Until recently, the Eagle Ford Shale has become a no man’s land for deals as the Permian Basin’s favorite children—the Midland and the Delaware—swallowed up A&D activity.

But lately the question is whether the Eagle Ford—a mature play—is back.

As Keanu Reeves’ film character John Wick might respond, “Yeah, I’m thinking it’s back.”

The large $1.3 billion clue dropped in everyone’s lap on May 17 was EnerVest’s announcement that it had three deals in place in Karnes County, Texas, with production of 17,000 barrels of oil equivalent per day (Mboe/d).

Last August, EnCap Investments LP director Scott R. Smetko said that it wouldn’t be a surprise to see the industry “shift back to the ‘acquire and exploit’ model,” of past years. On a small scale, a new E&P, Teal Natural Resources LLC, is proposing to do just that.

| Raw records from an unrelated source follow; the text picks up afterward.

use agora_ai::SummaryError;
use agora_store::StoreError;
use axum::http::StatusCode;
use axum::response::{IntoResponse, Response};
use thiserror::Error;

#[derive(Debug, Error)]
pub enum ServerError {
    #[error("Not found: {0}")]
    NotFound(String),

    #[error("Invalid request: {0}")]
    BadRequest(String),

    #[error("Unauthorized")]
    Unauthorized,

    #[error("Forbidden: {0}")]
    Forbidden(String),

    #[error("Conflict: {0}")]
    Conflict(String),

    /// The database could not be reached or answered with an error.
    #[error("Store error: {0}")]
    Store(StoreError),

    /// AI features are disabled or the purpose has no usable provider.
    #[error("AI unavailable: {0}")]
    AiUnavailable(String),

    /// Every configured provider failed.
    #[error("AI provider error: {0}")]
    AiFailed(String),
}

impl From<StoreError> for ServerError {
    fn from(e: StoreError) -> Self {
        match e {
            StoreError::NotFound => ServerError::NotFound("Record not found".into()),
            StoreError::InvalidTransition { .. } => ServerError::Conflict(e.to_string()),
            StoreError::InvalidLink(_) => ServerError::BadRequest(e.to_string()),
            other => ServerError::Store(other),
        }
    }
}

impl From<SummaryError> for ServerError {
    fn from(e: SummaryError) -> Self {
        match e {
            SummaryError::NotConfigured(_) => ServerError::AiUnavailable(e.to_string()),
            SummaryError::AllProvidersFailed { .. } => ServerError::AiFailed(e.to_string()),
        }
    }
}

impl IntoResponse for ServerError {
    fn into_response(self) -> Response {
        let (status, message) = match &self {
            ServerError::NotFound(_) => (StatusCode::NOT_FOUND, self.to_string()),
            ServerError::BadRequest(_) => (StatusCode::BAD_REQUEST, self.to_string()),
            ServerError::Unauthorized => (StatusCode::UNAUTHORIZED, self.to_string()),
            ServerError::Forbidden(_) => (StatusCode::FORBIDDEN, self.to_string()),
            ServerError::Conflict(_) => (StatusCode::CONFLICT, self.to_string()),
            ServerError::Store(StoreError::Unavailable(_)) => {
                (StatusCode::SERVICE_UNAVAILABLE, "Store unavailable".to_string())
            }
            ServerError::Store(_) => {
                (StatusCode::INTERNAL_SERVER_ERROR, "Internal server error".to_string())
            }
            ServerError::AiUnavailable(_) => {
                (StatusCode::SERVICE_UNAVAILABLE, "AI features are not configured".to_string())
            }
            ServerError::AiFailed(_) => {
                (StatusCode::BAD_GATEWAY, "AI provider error".to_string())
            }
        };

        if status.is_server_error() {
            tracing::error!(error = %self, "request failed");
        }

        let body = serde_json::json!({
            "error": message,
        });

        (status, axum::Json(body)).into_response()
    }
}

#[cfg(test)]
mod tests {
    use super::*;
    use agora_shared::ReminderStatus;

    #[test]
    fn store_errors_map_to_statuses() {
        let status = |e: StoreError| ServerError::from(e).into_response().status();

        assert_eq!(status(StoreError::NotFound), StatusCode::NOT_FOUND);
        assert_eq!(
            status(StoreError::InvalidTransition {
                from: ReminderStatus::Done,
                to: ReminderStatus::Cancelled,
            }),
            StatusCode::CONFLICT
        );
        assert_eq!(status(StoreError::InvalidLink("x".into())), StatusCode::BAD_REQUEST);
        assert_eq!(
            status(StoreError::Unavailable("poisoned".into())),
            StatusCode::SERVICE_UNAVAILABLE
        );
        assert_eq!(
            status(StoreError::Migration("boom".into())),
            StatusCode::INTERNAL_SERVER_ERROR
        );
    }
}
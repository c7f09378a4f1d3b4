//! Column conversion helpers shared by the row mappers.

use std::str::FromStr;

use chrono::{DateTime, SecondsFormat, SubsecRound, Utc};
use rusqlite::types::Type;
use uuid::Uuid;

use crate::error::StoreError;

fn conversion_error<E>(idx: usize, err: E) -> rusqlite::Error
where
    E: std::error::Error + Send + Sync + 'static,
{
    rusqlite::Error::FromSqlConversionFailure(idx, Type::Text, Box::new(err))
}

/// Read a UUID text column into any id newtype.
pub(crate) fn id_col<T: From<Uuid>>(row: &rusqlite::Row<'_>, idx: usize) -> rusqlite::Result<T> {
    let s: String = row.get(idx)?;
    Uuid::parse_str(&s)
        .map(T::from)
        .map_err(|e| conversion_error(idx, e))
}

pub(crate) fn ts_col(row: &rusqlite::Row<'_>, idx: usize) -> rusqlite::Result<DateTime<Utc>> {
    let s: String = row.get(idx)?;
    parse_ts(&s).map_err(|e| conversion_error(idx, e))
}

pub(crate) fn opt_ts_col(
    row: &rusqlite::Row<'_>,
    idx: usize,
) -> rusqlite::Result<Option<DateTime<Utc>>> {
    let s: Option<String> = row.get(idx)?;
    s.map(|s| parse_ts(&s))
        .transpose()
        .map_err(|e| conversion_error(idx, e))
}

/// Read a text column holding one of the shared enums.
pub(crate) fn enum_col<T>(row: &rusqlite::Row<'_>, idx: usize) -> rusqlite::Result<T>
where
    T: FromStr,
    T::Err: std::error::Error + Send + Sync + 'static,
{
    let s: String = row.get(idx)?;
    s.parse::<T>().map_err(|e| conversion_error(idx, e))
}

/// Read a nullable JSON text column.
pub(crate) fn json_col(
    row: &rusqlite::Row<'_>,
    idx: usize,
) -> rusqlite::Result<Option<serde_json::Value>> {
    let s: Option<String> = row.get(idx)?;
    s.map(|s| serde_json::from_str(&s))
        .transpose()
        .map_err(|e| conversion_error(idx, e))
}

/// Format a timestamp for storage. A fixed width (microseconds, `Z`) keeps
/// text comparison and `ORDER BY` consistent with chronological order.
pub(crate) fn ts_text(dt: &DateTime<Utc>) -> String {
    dt.to_rfc3339_opts(SecondsFormat::Micros, true)
}

/// The current time at storage precision, so a freshly built record
/// compares equal to its re-read row.
pub(crate) fn now_ts() -> DateTime<Utc> {
    Utc::now().trunc_subsecs(6)
}

fn parse_ts(s: &str) -> Result<DateTime<Utc>, chrono::ParseError> {
    DateTime::parse_from_rfc3339(s).map(|dt| dt.with_timezone(&Utc))
}

/// Map `QueryReturnedNoRows` to [`StoreError::NotFound`].
pub(crate) fn not_found(e: rusqlite::Error) -> StoreError {
    match e {
        rusqlite::Error::QueryReturnedNoRows => StoreError::NotFound,
        other => StoreError::Sqlite(other),
    }
}

/// Escape `%`, `_` and `\` for use inside a `LIKE ... ESCAPE '\'` pattern.
pub(crate) fn like_pattern(keyword: &str) -> String {
    let mut out = String::with_capacity(keyword.len() + 2);
    out.push('%');
    for c in keyword.chars() {
        if matches!(c, '%' | '_' | '\\') {
            out.push('\\');
        }
        out.push(c);
    }
    out.push('%');
    out
}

Teal is intent on buying noncore assets underpinned by PDP to create value through operational efficiencies.

“It allows for pretty intriguing and interesting investment thesis from the ‘acquire and exploit’ model,” he said.

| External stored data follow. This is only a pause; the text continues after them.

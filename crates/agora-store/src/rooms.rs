//! CRUD operations for [`Room`] records. Every query is scoped by workspace.

use agora_shared::{RoomId, RoomKind, WorkspaceId};
use rusqlite::{params, OptionalExtension};

use crate::database::Database;
use crate::error::{Result, StoreError};
use crate::models::Room;
use crate::sql::{enum_col, id_col, json_col, not_found, now_ts, opt_ts_col, ts_col, ts_text};

pub(crate) const ROOM_COLUMNS: &str =
    "id, workspace_id, external_id, name, kind, ai_config, created_at, deleted_at";

impl Database {
    // ------------------------------------------------------------------
    // Create
    // ------------------------------------------------------------------

    /// Look up the room for a platform channel inside `workspace_id`,
    /// creating it as a standard room on first sight. An existing record is
    /// returned unchanged.
    pub fn ensure_room(
        &mut self,
        workspace_id: WorkspaceId,
        external_id: &str,
        name: &str,
    ) -> Result<Room> {
        let tx = self.conn_mut().transaction()?;

        let existing = tx
            .query_row(
                &format!(
                    "SELECT {ROOM_COLUMNS} FROM rooms
                     WHERE workspace_id = ?1 AND external_id = ?2"
                ),
                params![workspace_id.to_string(), external_id],
                row_to_room,
            )
            .optional()?;

        if let Some(room) = existing {
            return Ok(room);
        }

        let room = Room {
            id: RoomId::new(),
            workspace_id,
            external_id: external_id.to_string(),
            name: name.to_string(),
            kind: RoomKind::Standard,
            ai_config: None,
            created_at: now_ts(),
            deleted_at: None,
        };

        tx.execute(
            "INSERT INTO rooms (id, workspace_id, external_id, name, kind, created_at)
             VALUES (?1, ?2, ?3, ?4, ?5, ?6)",
            params![
                room.id.to_string(),
                workspace_id.to_string(),
                room.external_id,
                room.name,
                room.kind.as_str(),
                ts_text(&room.created_at),
            ],
        )?;
        tx.commit()?;

        tracing::info!(
            workspace = %workspace_id,
            room = %room.id,
            external_id = %room.external_id,
            "created room"
        );
        Ok(room)
    }

    // ------------------------------------------------------------------
    // Read
    // ------------------------------------------------------------------

    pub fn get_room(&self, workspace_id: WorkspaceId, id: RoomId) -> Result<Room> {
        self.conn()
            .query_row(
                &format!("SELECT {ROOM_COLUMNS} FROM rooms WHERE workspace_id = ?1 AND id = ?2"),
                params![workspace_id.to_string(), id.to_string()],
                row_to_room,
            )
            .map_err(not_found)
    }

    pub fn get_room_by_external_id(
        &self,
        workspace_id: WorkspaceId,
        external_id: &str,
    ) -> Result<Room> {
        self.conn()
            .query_row(
                &format!(
                    "SELECT {ROOM_COLUMNS} FROM rooms
                     WHERE workspace_id = ?1 AND external_id = ?2"
                ),
                params![workspace_id.to_string(), external_id],
                row_to_room,
            )
            .map_err(not_found)
    }

    /// List every room of a workspace, including soft-deleted ones, by name.
    pub fn list_rooms(&self, workspace_id: WorkspaceId) -> Result<Vec<Room>> {
        let mut stmt = self.conn().prepare(&format!(
            "SELECT {ROOM_COLUMNS} FROM rooms
             WHERE workspace_id = ?1
             ORDER BY name ASC"
        ))?;

        let rows = stmt.query_map(params![workspace_id.to_string()], row_to_room)?;
        rows.collect::<std::result::Result<Vec<_>, _>>()
            .map_err(StoreError::Sqlite)
    }

    /// Active aggregate rooms of a workspace, oldest first.
    pub fn list_aggregate_rooms(&self, workspace_id: WorkspaceId) -> Result<Vec<Room>> {
        let mut stmt = self.conn().prepare(&format!(
            "SELECT {ROOM_COLUMNS} FROM rooms
             WHERE workspace_id = ?1 AND kind = 'aggregate' AND deleted_at IS NULL
             ORDER BY created_at ASC"
        ))?;

        let rows = stmt.query_map(params![workspace_id.to_string()], row_to_room)?;
        rows.collect::<std::result::Result<Vec<_>, _>>()
            .map_err(StoreError::Sqlite)
    }

    // ------------------------------------------------------------------
    // Update
    // ------------------------------------------------------------------

    /// Rename a room in place (last writer wins). Returns `true` if a row
    /// changed.
    pub fn rename_room(
        &self,
        workspace_id: WorkspaceId,
        external_id: &str,
        name: &str,
    ) -> Result<bool> {
        let affected = self.conn().execute(
            "UPDATE rooms SET name = ?1 WHERE workspace_id = ?2 AND external_id = ?3",
            params![name, workspace_id.to_string(), external_id],
        )?;
        Ok(affected > 0)
    }

    /// Mark a room deleted. The row stays so existing messages keep their
    /// room; a second call keeps the original timestamp.
    pub fn soft_delete_room(&self, workspace_id: WorkspaceId, external_id: &str) -> Result<bool> {
        let affected = self.conn().execute(
            "UPDATE rooms SET deleted_at = ?1
             WHERE workspace_id = ?2 AND external_id = ?3 AND deleted_at IS NULL",
            params![ts_text(&now_ts()), workspace_id.to_string(), external_id],
        )?;
        Ok(affected > 0)
    }

    pub fn set_room_kind(
        &self,
        workspace_id: WorkspaceId,
        id: RoomId,
        kind: RoomKind,
    ) -> Result<Room> {
        let affected = self.conn().execute(
            "UPDATE rooms SET kind = ?1 WHERE workspace_id = ?2 AND id = ?3",
            params![kind.as_str(), workspace_id.to_string(), id.to_string()],
        )?;
        if affected == 0 {
            return Err(StoreError::NotFound);
        }
        self.get_room(workspace_id, id)
    }

    pub fn set_room_ai_config(
        &self,
        workspace_id: WorkspaceId,
        id: RoomId,
        ai_config: Option<&serde_json::Value>,
    ) -> Result<bool> {
        let encoded = ai_config.map(serde_json::to_string).transpose()?;
        let affected = self.conn().execute(
            "UPDATE rooms SET ai_config = ?1 WHERE workspace_id = ?2 AND id = ?3",
            params![encoded, workspace_id.to_string(), id.to_string()],
        )?;
        Ok(affected > 0)
    }
}

// ---------------------------------------------------------------------------
// Helpers
// ---------------------------------------------------------------------------

/// Map a `rusqlite::Row` selected with [`ROOM_COLUMNS`] to a [`Room`].
pub(crate) fn row_to_room(row: &rusqlite::Row<'_>) -> rusqlite::Result<Room> {
    Ok(Room {
        id: id_col(row, 0)?,
        workspace_id: id_col(row, 1)?,
        external_id: row.get(2)?,
        name: row.get(3)?,
        kind: enum_col(row, 4)?,
        ai_config: json_col(row, 5)?,
        created_at: ts_col(row, 6)?,
        deleted_at: opt_ts_col(row, 7)?,
    })
}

The Eagle Ford is essentially locked up in the hands of a “select few” operators, with EOG Resources (NYSE: EOG) the dominant force in the region.

While the Eagle Ford isn’t about to break up, commodity prices may start to jog loose a few thousand acres here and there. The Eagle Ford has seen production plummet 21% since April 2015, according to U.S. Energy Information Administration (EIA) data.

“There’s not eagerness, but there is a willingness to sell noncore assets,” Teal CEO John Roby told Hart Energy.

That marks a significant change from 2015, when proud Eagle Ford producers swatted away deal proposals before they floated above sea level.

Operators in the Eagle Ford are realizing that to bolster balance sheets and sell assets, noncore packages need to have a sense of intrigue about them, Roby said.

Teal’s experience is interconnected to Texas’ Permian and Eagle Ford geography. Roby is the former CFO of Titanium Exploration Partners and spent several years at Occidental Petroleum Corp. (NYSE: OXY). Teal’s team includes chief geologist Neil Basu and COO John King, both formerly at Pioneer Natural Resources (NYSE: PXD).

“This isn’t unique to Eagle Ford but other areas where it’s good rock,” Roby said. “I believe assets are going to hit the market as companies look to high-grade their portfolio.”

Teal’s plan is to come in with maximum flexibility to do deals, whether through farm-ins, other joint ventures (JV) or outright acquisition. Teal was recently backed by a $125 million commitment from two private equity firms—Pearl Energy Investments and Natural Gas Partners.

Unlike the Midland and Delaware basins, with at least $1 billion in announced transactions since January, Eagle Ford deals have been waning. EnerVest’s announcement aside, few transactions have been publicly announced this year.

Perhaps the most notable deal was in January, when Australia’s AWE Ltd. said it would sell its 10% working interest in the Eagle Ford Sugarloaf area to private Houston-based Carrier Energy Partners II. Carrier paid $190 million for the Karnes County, Texas, interest.

Teal will aim for smaller opportunities, with optimal transactions around $50 million but with deals as small as $5 million possible. If the right opportunity presents itself, Teal would consider a deal for a few hundred million given the strength of its financial sponsors.

But in practical terms, Roby doesn’t expect to pick up a block of contiguous acreage. The Karnes assets sold by BlackBrush Oil and Gas LP and GulfTex Energy to EnerVest are within the volatile-oil and black- oil fairway. The acreage wasn’t contiguous but EnerVest didn’t put a discount on the assets because they spread out, Roby said.

John B. Walker, EnerVest’s CEO, said the acreage’s attraction was the stacked reservoirs of the Lower Eagle Ford, the Upper Eagle Ford and the Austin Chalk. Blocky just didn’t matter.

With redeterminations still looming for some companies and write-offs of reserve value in the billions of dollars, Roby said cash offers are likely to be taken seriously. Development plans have also morphed. Horizons are no longer five to10 years but may be anywhere from a decade to 30 years.

“As these companies high grade their portfolio and live within cash flow, there is opportunity for a company such as Teal to come in and acquire assets that are deemed noncore,” Roby said. “Cash being a premium in this low-price environment definitely should help us out.”

While the Eagle Ford is among many basins with opportunities, its appealing is that much of the acreage is held by production (HBP), “which gives you optionality in this price environment,” Roby said.

Worth noting: the leviathans of the Eagle Ford are continuing to soldier on. In early May, EOG said it internally developed EOR process was a success and that it would add another pilot project of 32 wells in 2016.